«Discours prononcé par M. André Malraux, le 19 mars 1966, à l'occasion de l'inauguration de la maison de la culture d'Amiens», Paris, ministère des Affaires culturelles, s.d. [1971], [6 p.].
André Malraux
Discours prononcé le 19 mars 1966
à l'occasion de l'inauguration de la Maison de la culture d'Amiens
Excellences, Messieurs les Maires, Mesdames, Messieurs,
Voici dix ans que l'Amérique, l'Union Soviétique, la Chine et nous-mêmes essayons de savoir ce qui pourra être autre chose que la politique dans l'ordre de l'esprit.
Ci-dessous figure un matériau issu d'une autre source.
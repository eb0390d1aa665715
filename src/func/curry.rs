//! Fixed-arity currying of dynamic functions.

use std::sync::Arc;

use crate::Error;
use crate::value::{Function, Value};

/// Curries `function` into a chain of one-argument functions.
///
/// Each call takes its first argument (`Null` when called without any) and
/// returns a new function holding the arguments collected so far, until
/// `arity` arguments are collected and `function` is called with them.
/// Partial applications are independent: reusing one never affects another.
///
/// # Errors
///
/// Returns [`Error::InvalidArgument`] when `arity` is zero.
///
/// # Examples
///
/// ```rust
/// use traverso::func::curry;
/// use traverso::value::{Function, Value};
///
/// let volume = Function::new(|arguments| {
///     Ok(Value::Int(arguments.iter().filter_map(Value::as_i64).product()))
/// });
/// let curried = curry(volume, 3)?;
///
/// let base = curried.call(&[Value::Int(2)])?;
/// let base = base.as_function().cloned().unwrap_or(curried);
/// let area = base.call(&[Value::Int(3)])?;
/// let area = area.as_function().cloned().unwrap_or(base);
///
/// assert_eq!(area.call(&[Value::Int(4)])?, Value::Int(24));
/// assert_eq!(area.call(&[Value::Int(5)])?, Value::Int(30));
/// # Ok::<(), traverso::Error>(())
/// ```
pub fn curry(function: Function, arity: usize) -> Result<Function, Error> {
    if arity == 0 {
        return Err(Error::invalid_argument("number of arguments must be greater than zero"));
    }
    Ok(collector(function, arity, Arc::from([])))
}

fn collector(function: Function, arity: usize, collected: Arc<[Value]>) -> Function {
    Function::new(move |arguments| {
        let mut next = Vec::with_capacity(collected.len() + 1);
        next.extend_from_slice(&collected);
        next.push(arguments.first().cloned().unwrap_or_default());
        if next.len() == arity {
            function.call(&next)
        } else {
            Ok(Value::Function(collector(function.clone(), arity, next.into())))
        }
    })
}

#[cfg(test)]
mod tests {
    use super::*;
    use rstest::rstest;

    fn concat() -> Function {
        Function::new(|arguments| {
            Ok(Value::from(
                arguments.iter().map(ToString::to_string).collect::<String>(),
            ))
        })
    }

    fn apply(function: &Value, argument: &str) -> Value {
        function
            .call(&[Value::from(argument)])
            .unwrap()
    }

    #[rstest]
    fn zero_arity_is_rejected() {
        assert!(matches!(curry(concat(), 0), Err(Error::InvalidArgument(_))));
    }

    #[rstest]
    fn arity_one_calls_immediately() {
        let curried = Value::Function(curry(concat(), 1).unwrap());
        assert_eq!(apply(&curried, "a"), Value::from("a"));
    }

    #[rstest]
    fn partial_applications_are_independent() {
        let curried = Value::Function(curry(concat(), 2).unwrap());
        let with_a = apply(&curried, "a");
        let with_b = apply(&curried, "b");
        assert_eq!(apply(&with_a, "1"), Value::from("a1"));
        assert_eq!(apply(&with_b, "2"), Value::from("b2"));
        assert_eq!(apply(&with_a, "3"), Value::from("a3"));
    }

    #[rstest]
    fn only_the_first_argument_of_each_call_counts() {
        let curried = curry(concat(), 2).unwrap();
        let partial = curried
            .call(&[Value::from("x"), Value::from("ignored")])
            .unwrap();
        assert_eq!(apply(&partial, "y"), Value::from("xy"));
    }

    #[rstest]
    fn missing_arguments_are_null() {
        let curried = curry(Function::unary(|value| Value::Bool(value.is_null())), 1).unwrap();
        assert_eq!(curried.call(&[]), Ok(Value::Bool(true)));
    }
}
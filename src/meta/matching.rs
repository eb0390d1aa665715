//! Quantifiers and capability predicates.

use crate::convert::to_array;
use crate::value::Value;

/// Returns `true` if every value of the normalized input satisfies
/// `predicate`. Vacuously `true` for an empty input.
///
/// Evaluation stops at the first value that fails.
///
/// # Examples
///
/// ```rust
/// use traverso::meta::all_match;
/// use traverso::traversable;
/// use traverso::value::Value;
///
/// assert!(all_match(Value::is_truthy, traversable![1, "a", true]));
/// assert!(!all_match(Value::is_truthy, traversable![1, 0]));
/// assert!(all_match(Value::is_truthy, Value::Null));
/// ```
pub fn all_match<F>(mut predicate: F, input: impl Into<Value>) -> bool
where
    F: FnMut(&Value) -> bool,
{
    to_array(input, false).values().all(|value| predicate(value))
}

/// Returns `true` if at least one value of the normalized input satisfies
/// `predicate`. `false` for an empty input.
///
/// # Examples
///
/// ```rust
/// use traverso::meta::any_match;
/// use traverso::traversable;
/// use traverso::value::Value;
///
/// assert!(any_match(Value::is_null, traversable![1, Value::Null]));
/// assert!(!any_match(Value::is_null, traversable![]));
/// ```
pub fn any_match<F>(mut predicate: F, input: impl Into<Value>) -> bool
where
    F: FnMut(&Value) -> bool,
{
    to_array(input, false).values().any(|value| predicate(value))
}

/// Returns `true` if no value of the normalized input satisfies
/// `predicate`. Vacuously `true` for an empty input.
pub fn none_match<F>(mut predicate: F, input: impl Into<Value>) -> bool
where
    F: FnMut(&Value) -> bool,
{
    !to_array(input, false).values().any(|value| predicate(value))
}

/// Returns `true` for arrays and objects exposing iteration.
pub fn is_traversable(value: &Value) -> bool {
    value.is_traversable()
}

/// Returns `true` for arrays and for objects that are both iterable and
/// addressable by key.
///
/// # Examples
///
/// ```rust
/// use traverso::meta::is_like_array;
/// use traverso::traversable;
/// use traverso::value::{Collection, Record, Value};
///
/// assert!(is_like_array(&Value::from(traversable![])));
/// assert!(is_like_array(&Collection::new(traversable![1]).into_value()));
/// assert!(!is_like_array(&Record::new("Row").iterable().into_value()));
/// assert!(!is_like_array(&Value::from("abc")));
/// ```
pub fn is_like_array(value: &Value) -> bool {
    match value {
        Value::Array(_) => true,
        Value::Object(object) => object.supports_keys() && object.iterate().is_some(),
        _ => false,
    }
}

#[cfg(test)]
mod tests {
    use super::*;
    use crate::traversable;
    use crate::value::{Collection, Record};
    use rstest::rstest;

    fn positive(value: &Value) -> bool {
        value.as_i64().is_some_and(|number| number > 0)
    }

    #[rstest]
    #[case(traversable![], true, false, true)]
    #[case(traversable![1, 2], true, true, false)]
    #[case(traversable![1, -2], false, true, false)]
    #[case(traversable![-1, -2], false, false, true)]
    fn quantifiers(
        #[case] input: crate::value::Traversable,
        #[case] all: bool,
        #[case] any: bool,
        #[case] none: bool,
    ) {
        assert_eq!(all_match(positive, input.clone()), all);
        assert_eq!(any_match(positive, input.clone()), any);
        assert_eq!(none_match(positive, input), none);
    }

    #[rstest]
    fn all_match_short_circuits() {
        let mut calls = 0;
        let result = all_match(
            |value| {
                calls += 1;
                positive(value)
            },
            traversable![1, -1, 2, 3],
        );
        assert!(!result);
        assert_eq!(calls, 2);
    }

    #[rstest]
    fn quantifiers_normalize_scalars() {
        assert!(all_match(positive, 5));
        assert!(none_match(positive, Value::Null));
    }

    #[rstest]
    fn traversable_capability() {
        assert!(is_traversable(&Value::from(traversable![])));
        assert!(is_traversable(&Collection::new(traversable![]).into_value()));
        assert!(is_traversable(&Record::new("Row").iterable().into_value()));
        assert!(!is_traversable(&Record::new("Row").into_value()));
        assert!(!is_traversable(&Value::from(1)));
    }
}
Ici, pour la première fois, ce que nous avions tenté ensemble est exécuté et nous pouvons dire que ce qui se passera ce soir se passe dans le domaine de l'Histoire.
Il était entendu, il y a cent trente ans, que la plus grande actrice française ne pouvait pas jouer dans cette ville parce qu'il n'y avait personne pour l'écouter. Vous êtes tous ici, et combien d'Amiénois seront là après vous. Vous êtes plus nombreux comme abonnés de cette Maison qu'il n'y a d'abonnés à la Comédie Française. A Bourges, qui a deux ans d'existence réelle, il y a 7 000 abonnés et Bourges a 60 000 habitants. Rien de semblable n'a jamais existé au monde, sous aucun régime, jamais 10% d'une nation ne s'est trouvé rassemblé dans l'ordre de l'esprit.
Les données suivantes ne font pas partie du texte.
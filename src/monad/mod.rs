//! Monadic wrappers over dynamic values.
//!
//! - [`Monad`]: the shared abstraction, with the plain [`Identity`] monad
//! - [`Optional`]: a value that may be absent
//! - [`Chain`]: safe navigation through keys, properties and calls
//! - [`Stream`]: an eager pipeline over a normalized collection
//!
//! Every wrapper is immutable: transformations return a new instance, and
//! the empty `Optional` and `Chain` are process-wide singletons.
//!
//! # Examples
//!
//! ```rust
//! use traverso::monad::{chain, optional, stream};
//! use traverso::traversable;
//! use traverso::value::Value;
//!
//! let total = stream(traversable![1, 2, 3]).sum();
//! assert_eq!(total.or_else(0), Value::Int(6));
//!
//! assert!(optional(Value::Null).is_absent());
//! assert!(chain(traversable!["a" => 1]).get_key("b").is_empty());
//! ```

mod base;
mod chain;
mod optional;
mod stream;

pub use base::{Identity, Monad};
pub use chain::Chain;
pub use optional::Optional;
pub use stream::Stream;

/// Builds a [`Stream`] from any input.
#[inline]
pub fn stream(value: impl Into<crate::value::Value>) -> Stream {
    Stream::of(value)
}

/// Builds an [`Optional`] from any input.
#[inline]
pub fn optional(value: impl Into<crate::value::Value>) -> Optional {
    Optional::of(value)
}

/// Starts a [`Chain`] at any input.
#[inline]
pub fn chain(value: impl Into<crate::value::Value>) -> Chain {
    Chain::of(value)
}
De quoi s'agit-il essentiellement ? D'abord d'un changement absolument total de civilisation. Nous savons tous que nous sommes en face d'une civilisation nouvelle. Encore s'agit-il un peu de savoir à quel degré. C'est Robert Oppenheimer qui, après Einstein, disait : «Si l'on rassemblait tous les chercheurs scientifiques qu'a connus l'humanité depuis qu'elle existe, ils seraient moins nombreux que ceux qui sont vivants».
Si les grands Pharaons avaient dû parler à Napoléon, ils auraient parlé de la même chose. Bien sûr, l'armée française était plus étendue que l'armée de Ramsès. Mais c'étaient les mêmes ministres, les mêmes finances, la même guerre. Alors que si Napoléon devait parler sérieusement avec le Président des Etats-Unis, ils ne sauraient plus de quoi ils parlent en commun.
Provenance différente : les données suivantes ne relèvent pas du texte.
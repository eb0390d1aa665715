//! Combinators that wrap one or more functions into a new one.

use crate::convert::to_array;
use crate::value::{Function, Traversable, Value};

/// Calls `action` when `predicate` holds for the arguments, `else_action`
/// otherwise.
///
/// Both branches receive the original arguments. Without an else branch a
/// failed predicate gives `Null`.
///
/// # Arguments
///
/// * `predicate` - decides the branch from the truthiness of its result
/// * `action` - called when the predicate is truthy
/// * `else_action` - called when it is not
///
/// # Examples
///
/// ```rust
/// use traverso::func::conditionally;
/// use traverso::value::{Function, Value};
///
/// let positive = Function::predicate(|value| value.as_i64().is_some_and(|n| n > 0));
/// let double = Function::unary(|value| Value::Int(value.as_i64().unwrap_or(0) * 2));
///
/// let double_positive = conditionally(positive, double, None);
/// assert_eq!(double_positive.call(&[Value::Int(4)]), Ok(Value::Int(8)));
/// assert_eq!(double_positive.call(&[Value::Int(-4)]), Ok(Value::Null));
/// ```
pub fn conditionally(predicate: Function, action: Function, else_action: Option<Function>) -> Function {
    Function::new(move |arguments| {
        if predicate.call(arguments)?.is_truthy() {
            action.call(arguments)
        } else {
            else_action
                .as_ref()
                .map_or(Ok(Value::Null), |otherwise| otherwise.call(arguments))
        }
    })
}

/// Returns the boolean negation of `function`'s result.
///
/// ```rust
/// use traverso::func::negation;
/// use traverso::value::{Function, Value};
///
/// let is_null = Function::predicate(Value::is_null);
/// assert_eq!(negation(is_null).call(&[Value::Int(0)]), Ok(Value::Bool(true)));
/// ```
pub fn negation(function: Function) -> Function {
    Function::new(move |arguments| Ok(Value::Bool(!function.call(arguments)?.is_truthy())))
}

/// Composes functions left to right.
///
/// `first` receives every argument; each subsequent function receives the
/// previous result as its only argument.
///
/// # Examples
///
/// ```rust
/// use traverso::func::sequence;
/// use traverso::value::{Function, Value};
///
/// let add = Function::binary(|left, right| {
///     Value::Int(left.as_i64().unwrap_or(0) + right.as_i64().unwrap_or(0))
/// });
/// let square = Function::unary(|value| {
///     let number = value.as_i64().unwrap_or(0);
///     Value::Int(number * number)
/// });
///
/// let add_then_square = sequence(add, [square]);
/// assert_eq!(add_then_square.call(&[Value::Int(2), Value::Int(3)]), Ok(Value::Int(25)));
/// ```
pub fn sequence<I>(first: Function, subsequent: I) -> Function
where
    I: IntoIterator<Item = Function>,
{
    let subsequent: Vec<Function> = subsequent.into_iter().collect();
    Function::new(move |arguments| {
        subsequent
            .iter()
            .try_fold(first.call(arguments)?, |result, function| function.call(&[result]))
    })
}

/// Lets `decorator` rewrite the arguments before `function` is called.
///
/// The decorator receives the arguments as one list; its result is
/// normalized into the new argument list (`Null` gives no arguments, a
/// scalar a single one).
///
/// # Examples
///
/// ```rust
/// use traverso::func::decorate;
/// use traverso::traversable;
/// use traverso::value::{Function, Value};
///
/// let first = Function::unary(|value| value);
/// let reversed = Function::unary(|arguments| {
///     let mut values = arguments.as_traversable().map(|list| list.clone().into_values()).unwrap_or_default();
///     values.reverse();
///     Value::from(values)
/// });
///
/// let last = decorate(first, reversed);
/// assert_eq!(last.call(&[Value::Int(1), Value::Int(2), Value::Int(3)]), Ok(Value::Int(3)));
/// ```
pub fn decorate(function: Function, decorator: Function) -> Function {
    Function::new(move |arguments| {
        let list = Traversable::from_values(arguments.iter().cloned());
        let decorated = to_array(decorator.call(&[Value::Array(list)])?, false);
        function.call(&decorated.into_values())
    })
}

/// Recovers from an error of `function` with `handler`.
///
/// On error, `handler` is called with the error message and the original
/// arguments as a list, and its result replaces the failed one.
///
/// # Examples
///
/// ```rust
/// use traverso::Error;
/// use traverso::func::catch_ex;
/// use traverso::value::{Function, Value};
///
/// let parse = Function::unary(|value| value);
/// let failing = Function::new(|_| Err(Error::user("unreachable host")));
/// let fallback = Function::binary(|message, _| Value::from(format!("recovered: {message}")));
///
/// assert_eq!(catch_ex(parse, fallback.clone()).call(&[Value::Int(1)]), Ok(Value::Int(1)));
/// assert_eq!(
///     catch_ex(failing, fallback).call(&[]),
///     Ok(Value::from("recovered: unreachable host")),
/// );
/// ```
pub fn catch_ex(function: Function, handler: Function) -> Function {
    Function::new(move |arguments| match function.call(arguments) {
        Ok(result) => Ok(result),
        Err(error) => {
            tracing::debug!(%error, "recovering from function error");
            let list = Traversable::from_values(arguments.iter().cloned());
            handler.call(&[Value::from(error.to_string()), Value::Array(list)])
        }
    })
}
La structure de l'Etat, la structure de la civilisation a changé d'une façon fondamentale au cours de notre vie, et nous sommes les premiers qui aient vu changer le monde au cours d'une génération. Car même la chute de l'Empire Romain avait demandé quatre générations, et même saint Augustin voyait le destin de Rome dans une sortie de brume.
Non seulement la civilisation nouvelle a détruit les anciennes conditions du travail mais elle a détruit la structure des anciennes civilisations qui étaient des civilisations de l'âme.
Elle a remplacé l'âme par l'esprit, et la religion non pas par la métaphysique, mais par la pensée scientifique, la signification de la vie par les lois du monde. Je ne juge pas, et ce serait parfaitement inutile.
Je reprends ici ce que j'ai dit à l'Université sanscrite de Bénarès. Vous représentez 5 000 ans de culture humaine mais, en une seule génération, tout a changé. Les lois du monde sont devenues le problème fondamental même pour les esprits religieux.
Ne nous y trompons pas : la nouvelle civilisation, c'est bien entendu la machine et ce n'est pas, comme on nous le dit en permanence, le matérialisme. L'Amérique ne se croit pas du tout matérialiste, la Russie ne se croit pas matérialiste et elle a raison. La Chine ne se croit pas matérialiste, et elle est prête à mourir pour les valeurs qui sont les siennes. Le problème matérialiste est absolument subordonné.
L'essentiel est d'ailleurs, il est dans la présence de la machine qui a changé le rapport de l'homme et du monde.